(Exercise goal):
Scan the records for the string "VALUES", then copy each line that has it.

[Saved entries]
──────
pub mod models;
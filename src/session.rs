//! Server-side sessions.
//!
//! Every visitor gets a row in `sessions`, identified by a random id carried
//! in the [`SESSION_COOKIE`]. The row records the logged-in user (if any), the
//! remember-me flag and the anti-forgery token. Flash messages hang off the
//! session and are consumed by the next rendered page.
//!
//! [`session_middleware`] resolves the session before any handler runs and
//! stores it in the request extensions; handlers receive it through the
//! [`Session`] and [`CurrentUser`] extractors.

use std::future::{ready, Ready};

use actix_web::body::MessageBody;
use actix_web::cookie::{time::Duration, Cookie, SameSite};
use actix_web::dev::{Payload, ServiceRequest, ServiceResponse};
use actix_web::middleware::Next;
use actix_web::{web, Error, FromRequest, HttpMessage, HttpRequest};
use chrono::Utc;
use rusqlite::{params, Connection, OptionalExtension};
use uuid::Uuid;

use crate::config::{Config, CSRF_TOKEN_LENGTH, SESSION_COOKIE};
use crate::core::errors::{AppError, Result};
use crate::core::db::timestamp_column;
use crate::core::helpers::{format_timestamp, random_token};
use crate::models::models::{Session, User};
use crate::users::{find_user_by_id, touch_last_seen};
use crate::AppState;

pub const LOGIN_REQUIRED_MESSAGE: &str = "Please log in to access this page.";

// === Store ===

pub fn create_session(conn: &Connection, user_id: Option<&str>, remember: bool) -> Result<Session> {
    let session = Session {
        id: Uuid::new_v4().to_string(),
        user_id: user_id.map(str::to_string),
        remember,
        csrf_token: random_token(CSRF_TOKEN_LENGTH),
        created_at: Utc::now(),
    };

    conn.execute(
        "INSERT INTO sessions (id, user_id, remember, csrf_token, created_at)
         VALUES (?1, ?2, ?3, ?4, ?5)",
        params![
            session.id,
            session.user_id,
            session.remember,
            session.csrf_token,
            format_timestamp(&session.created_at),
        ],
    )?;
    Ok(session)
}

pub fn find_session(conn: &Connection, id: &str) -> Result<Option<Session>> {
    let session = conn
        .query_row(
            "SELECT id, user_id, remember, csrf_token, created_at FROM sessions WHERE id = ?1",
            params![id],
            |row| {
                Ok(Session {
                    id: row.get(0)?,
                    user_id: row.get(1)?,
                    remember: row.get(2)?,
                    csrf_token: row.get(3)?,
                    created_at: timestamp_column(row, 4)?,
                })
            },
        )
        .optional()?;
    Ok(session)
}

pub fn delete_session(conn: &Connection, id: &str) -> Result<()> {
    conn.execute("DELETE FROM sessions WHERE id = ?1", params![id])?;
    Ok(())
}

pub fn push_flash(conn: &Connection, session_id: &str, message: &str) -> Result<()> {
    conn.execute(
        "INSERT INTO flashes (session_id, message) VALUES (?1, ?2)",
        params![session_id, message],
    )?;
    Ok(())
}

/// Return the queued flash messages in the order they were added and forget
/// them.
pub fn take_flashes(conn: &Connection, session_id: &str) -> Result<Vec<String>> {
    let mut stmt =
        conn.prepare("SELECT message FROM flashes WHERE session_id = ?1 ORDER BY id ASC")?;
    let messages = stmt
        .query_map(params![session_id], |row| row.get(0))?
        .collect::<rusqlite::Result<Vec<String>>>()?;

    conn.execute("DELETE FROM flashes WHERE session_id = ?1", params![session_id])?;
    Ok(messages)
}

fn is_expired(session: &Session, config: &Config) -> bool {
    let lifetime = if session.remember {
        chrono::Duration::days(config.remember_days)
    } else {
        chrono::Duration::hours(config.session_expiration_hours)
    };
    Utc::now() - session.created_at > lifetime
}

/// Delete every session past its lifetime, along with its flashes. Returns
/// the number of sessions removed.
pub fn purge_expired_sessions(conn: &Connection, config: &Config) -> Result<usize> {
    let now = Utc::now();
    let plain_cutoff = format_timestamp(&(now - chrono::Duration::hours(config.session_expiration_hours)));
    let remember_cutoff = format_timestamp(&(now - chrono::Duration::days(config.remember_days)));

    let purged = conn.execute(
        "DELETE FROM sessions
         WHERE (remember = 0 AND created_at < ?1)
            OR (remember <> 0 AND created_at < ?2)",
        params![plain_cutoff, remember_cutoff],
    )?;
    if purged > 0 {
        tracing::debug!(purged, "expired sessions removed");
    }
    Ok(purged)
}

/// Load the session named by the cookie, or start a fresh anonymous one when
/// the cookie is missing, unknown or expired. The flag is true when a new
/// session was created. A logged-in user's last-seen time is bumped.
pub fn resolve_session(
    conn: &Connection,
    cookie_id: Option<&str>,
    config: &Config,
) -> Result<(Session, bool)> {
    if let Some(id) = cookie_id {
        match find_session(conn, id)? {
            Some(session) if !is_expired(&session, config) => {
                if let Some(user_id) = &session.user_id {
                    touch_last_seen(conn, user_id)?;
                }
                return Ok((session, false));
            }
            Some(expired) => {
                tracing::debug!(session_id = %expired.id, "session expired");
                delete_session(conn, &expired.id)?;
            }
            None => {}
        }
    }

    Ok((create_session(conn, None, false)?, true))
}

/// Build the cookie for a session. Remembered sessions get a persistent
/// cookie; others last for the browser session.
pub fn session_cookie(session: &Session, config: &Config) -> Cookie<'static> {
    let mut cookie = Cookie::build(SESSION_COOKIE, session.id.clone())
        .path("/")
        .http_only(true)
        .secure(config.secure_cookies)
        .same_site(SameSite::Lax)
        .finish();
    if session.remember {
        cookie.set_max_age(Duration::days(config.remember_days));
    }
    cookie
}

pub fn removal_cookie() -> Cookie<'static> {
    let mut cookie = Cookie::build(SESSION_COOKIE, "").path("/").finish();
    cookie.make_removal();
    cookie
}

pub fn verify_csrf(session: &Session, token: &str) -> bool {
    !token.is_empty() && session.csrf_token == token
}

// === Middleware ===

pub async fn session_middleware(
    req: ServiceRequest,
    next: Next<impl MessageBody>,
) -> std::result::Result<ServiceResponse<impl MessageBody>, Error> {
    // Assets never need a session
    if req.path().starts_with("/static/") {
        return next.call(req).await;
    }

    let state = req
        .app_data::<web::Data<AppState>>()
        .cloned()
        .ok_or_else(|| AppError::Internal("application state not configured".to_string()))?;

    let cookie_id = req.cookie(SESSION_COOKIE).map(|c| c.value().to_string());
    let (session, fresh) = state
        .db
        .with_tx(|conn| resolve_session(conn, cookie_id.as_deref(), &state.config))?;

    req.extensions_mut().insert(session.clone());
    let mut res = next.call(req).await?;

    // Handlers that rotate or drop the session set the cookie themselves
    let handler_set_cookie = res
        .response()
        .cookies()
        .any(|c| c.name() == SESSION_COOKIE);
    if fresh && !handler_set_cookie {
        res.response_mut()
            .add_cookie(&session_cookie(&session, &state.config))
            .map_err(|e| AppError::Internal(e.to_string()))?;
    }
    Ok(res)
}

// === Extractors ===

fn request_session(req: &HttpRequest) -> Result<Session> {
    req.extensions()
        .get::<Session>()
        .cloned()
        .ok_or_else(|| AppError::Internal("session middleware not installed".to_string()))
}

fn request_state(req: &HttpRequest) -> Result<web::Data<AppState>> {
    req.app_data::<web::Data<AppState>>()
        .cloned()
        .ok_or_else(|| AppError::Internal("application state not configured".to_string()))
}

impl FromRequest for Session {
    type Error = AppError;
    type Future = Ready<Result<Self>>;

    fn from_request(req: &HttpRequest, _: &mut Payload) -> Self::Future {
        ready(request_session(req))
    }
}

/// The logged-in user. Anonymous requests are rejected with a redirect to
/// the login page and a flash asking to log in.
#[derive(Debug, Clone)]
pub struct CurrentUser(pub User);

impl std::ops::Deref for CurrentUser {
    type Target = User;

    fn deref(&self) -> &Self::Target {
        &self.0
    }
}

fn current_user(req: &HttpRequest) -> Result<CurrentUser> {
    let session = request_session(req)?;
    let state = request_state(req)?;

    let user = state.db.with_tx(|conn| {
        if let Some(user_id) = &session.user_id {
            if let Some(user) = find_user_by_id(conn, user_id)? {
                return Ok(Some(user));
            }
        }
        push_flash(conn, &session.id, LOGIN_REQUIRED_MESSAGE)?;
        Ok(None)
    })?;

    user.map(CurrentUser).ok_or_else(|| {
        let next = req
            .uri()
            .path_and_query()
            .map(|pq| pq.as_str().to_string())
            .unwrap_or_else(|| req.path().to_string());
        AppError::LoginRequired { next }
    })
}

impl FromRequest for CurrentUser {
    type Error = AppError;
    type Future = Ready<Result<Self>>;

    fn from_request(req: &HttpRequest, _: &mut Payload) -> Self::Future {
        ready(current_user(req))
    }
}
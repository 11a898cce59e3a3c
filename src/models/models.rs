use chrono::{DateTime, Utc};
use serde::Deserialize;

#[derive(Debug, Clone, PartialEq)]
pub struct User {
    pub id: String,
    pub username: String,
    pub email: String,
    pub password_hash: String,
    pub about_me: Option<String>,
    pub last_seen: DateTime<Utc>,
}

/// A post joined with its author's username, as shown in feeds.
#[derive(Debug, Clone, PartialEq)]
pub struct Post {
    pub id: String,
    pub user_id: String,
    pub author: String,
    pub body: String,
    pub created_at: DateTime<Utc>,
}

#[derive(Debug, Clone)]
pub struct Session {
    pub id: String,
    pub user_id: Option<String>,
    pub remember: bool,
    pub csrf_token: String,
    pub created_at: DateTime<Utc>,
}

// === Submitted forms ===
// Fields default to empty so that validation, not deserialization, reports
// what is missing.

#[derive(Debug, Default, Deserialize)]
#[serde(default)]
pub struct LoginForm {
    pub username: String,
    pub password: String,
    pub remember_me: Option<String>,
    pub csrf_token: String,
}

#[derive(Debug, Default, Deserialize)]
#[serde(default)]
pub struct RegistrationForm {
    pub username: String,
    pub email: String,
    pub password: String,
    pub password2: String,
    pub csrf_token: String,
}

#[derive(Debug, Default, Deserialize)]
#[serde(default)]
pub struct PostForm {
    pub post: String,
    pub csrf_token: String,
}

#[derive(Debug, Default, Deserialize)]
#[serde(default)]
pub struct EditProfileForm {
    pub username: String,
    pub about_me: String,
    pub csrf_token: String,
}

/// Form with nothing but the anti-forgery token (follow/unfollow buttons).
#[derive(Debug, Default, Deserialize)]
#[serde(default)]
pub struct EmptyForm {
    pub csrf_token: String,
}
──────
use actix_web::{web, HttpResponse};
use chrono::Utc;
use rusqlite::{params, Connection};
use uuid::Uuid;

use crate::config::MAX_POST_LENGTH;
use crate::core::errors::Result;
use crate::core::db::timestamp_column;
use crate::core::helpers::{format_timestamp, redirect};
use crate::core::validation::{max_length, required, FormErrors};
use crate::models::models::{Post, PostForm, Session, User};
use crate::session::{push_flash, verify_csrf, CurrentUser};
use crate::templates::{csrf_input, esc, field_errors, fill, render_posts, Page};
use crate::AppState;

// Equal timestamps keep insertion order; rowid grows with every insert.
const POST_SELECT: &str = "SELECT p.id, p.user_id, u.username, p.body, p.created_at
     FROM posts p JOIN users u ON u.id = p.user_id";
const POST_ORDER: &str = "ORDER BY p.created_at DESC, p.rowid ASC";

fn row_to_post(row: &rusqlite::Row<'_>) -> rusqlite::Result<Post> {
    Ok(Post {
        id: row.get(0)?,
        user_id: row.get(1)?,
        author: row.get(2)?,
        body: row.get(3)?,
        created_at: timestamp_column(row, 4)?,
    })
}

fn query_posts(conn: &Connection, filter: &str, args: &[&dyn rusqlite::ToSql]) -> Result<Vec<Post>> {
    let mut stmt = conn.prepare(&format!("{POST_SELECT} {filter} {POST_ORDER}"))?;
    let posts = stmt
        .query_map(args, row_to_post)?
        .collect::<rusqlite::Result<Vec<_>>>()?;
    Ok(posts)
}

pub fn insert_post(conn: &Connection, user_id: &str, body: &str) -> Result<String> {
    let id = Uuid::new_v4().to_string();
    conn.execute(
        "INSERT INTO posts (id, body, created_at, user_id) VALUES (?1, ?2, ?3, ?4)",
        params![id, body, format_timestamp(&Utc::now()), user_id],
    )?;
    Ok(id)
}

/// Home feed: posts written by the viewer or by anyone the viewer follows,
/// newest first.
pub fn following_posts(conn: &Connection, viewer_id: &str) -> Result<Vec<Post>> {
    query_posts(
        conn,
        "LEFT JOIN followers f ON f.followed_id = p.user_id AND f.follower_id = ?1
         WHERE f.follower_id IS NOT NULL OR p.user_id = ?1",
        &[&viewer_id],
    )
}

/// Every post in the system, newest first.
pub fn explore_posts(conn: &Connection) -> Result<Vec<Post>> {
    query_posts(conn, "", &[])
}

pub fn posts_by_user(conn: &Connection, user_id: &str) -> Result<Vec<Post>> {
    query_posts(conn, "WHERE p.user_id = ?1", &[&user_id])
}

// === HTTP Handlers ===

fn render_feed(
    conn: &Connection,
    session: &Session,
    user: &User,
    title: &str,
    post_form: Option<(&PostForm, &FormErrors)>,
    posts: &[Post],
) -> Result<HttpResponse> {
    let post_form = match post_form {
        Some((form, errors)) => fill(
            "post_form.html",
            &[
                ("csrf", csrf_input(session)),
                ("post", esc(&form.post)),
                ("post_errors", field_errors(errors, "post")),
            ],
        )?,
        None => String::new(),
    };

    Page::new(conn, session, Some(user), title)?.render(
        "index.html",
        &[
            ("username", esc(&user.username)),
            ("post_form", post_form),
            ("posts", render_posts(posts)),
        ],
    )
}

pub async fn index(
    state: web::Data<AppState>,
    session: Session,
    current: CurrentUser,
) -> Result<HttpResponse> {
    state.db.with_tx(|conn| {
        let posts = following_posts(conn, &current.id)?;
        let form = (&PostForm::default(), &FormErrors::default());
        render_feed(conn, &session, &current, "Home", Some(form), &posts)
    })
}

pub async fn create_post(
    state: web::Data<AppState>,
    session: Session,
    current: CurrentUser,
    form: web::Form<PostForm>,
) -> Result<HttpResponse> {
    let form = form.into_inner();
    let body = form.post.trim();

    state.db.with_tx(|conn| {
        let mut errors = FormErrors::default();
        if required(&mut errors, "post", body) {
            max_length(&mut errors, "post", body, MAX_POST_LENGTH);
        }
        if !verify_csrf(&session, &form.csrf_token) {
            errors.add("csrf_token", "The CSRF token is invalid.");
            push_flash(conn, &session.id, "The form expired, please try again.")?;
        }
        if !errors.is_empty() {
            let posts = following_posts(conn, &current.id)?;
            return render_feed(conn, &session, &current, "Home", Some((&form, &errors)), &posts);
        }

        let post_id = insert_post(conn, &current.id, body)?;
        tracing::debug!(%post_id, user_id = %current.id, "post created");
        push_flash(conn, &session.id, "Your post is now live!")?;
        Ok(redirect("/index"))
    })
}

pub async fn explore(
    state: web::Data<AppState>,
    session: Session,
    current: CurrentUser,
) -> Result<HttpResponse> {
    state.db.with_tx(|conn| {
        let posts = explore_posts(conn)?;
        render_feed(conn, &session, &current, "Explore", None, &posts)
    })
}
──────
(Written solution):
         VALUES (?1, ?2, ?3, ?4, ?5)",
        "INSERT INTO flashes (session_id, message) VALUES (?1, ?2)",
        "INSERT INTO posts (id, body, created_at, user_id) VALUES (?1, ?2, ?3, ?4)",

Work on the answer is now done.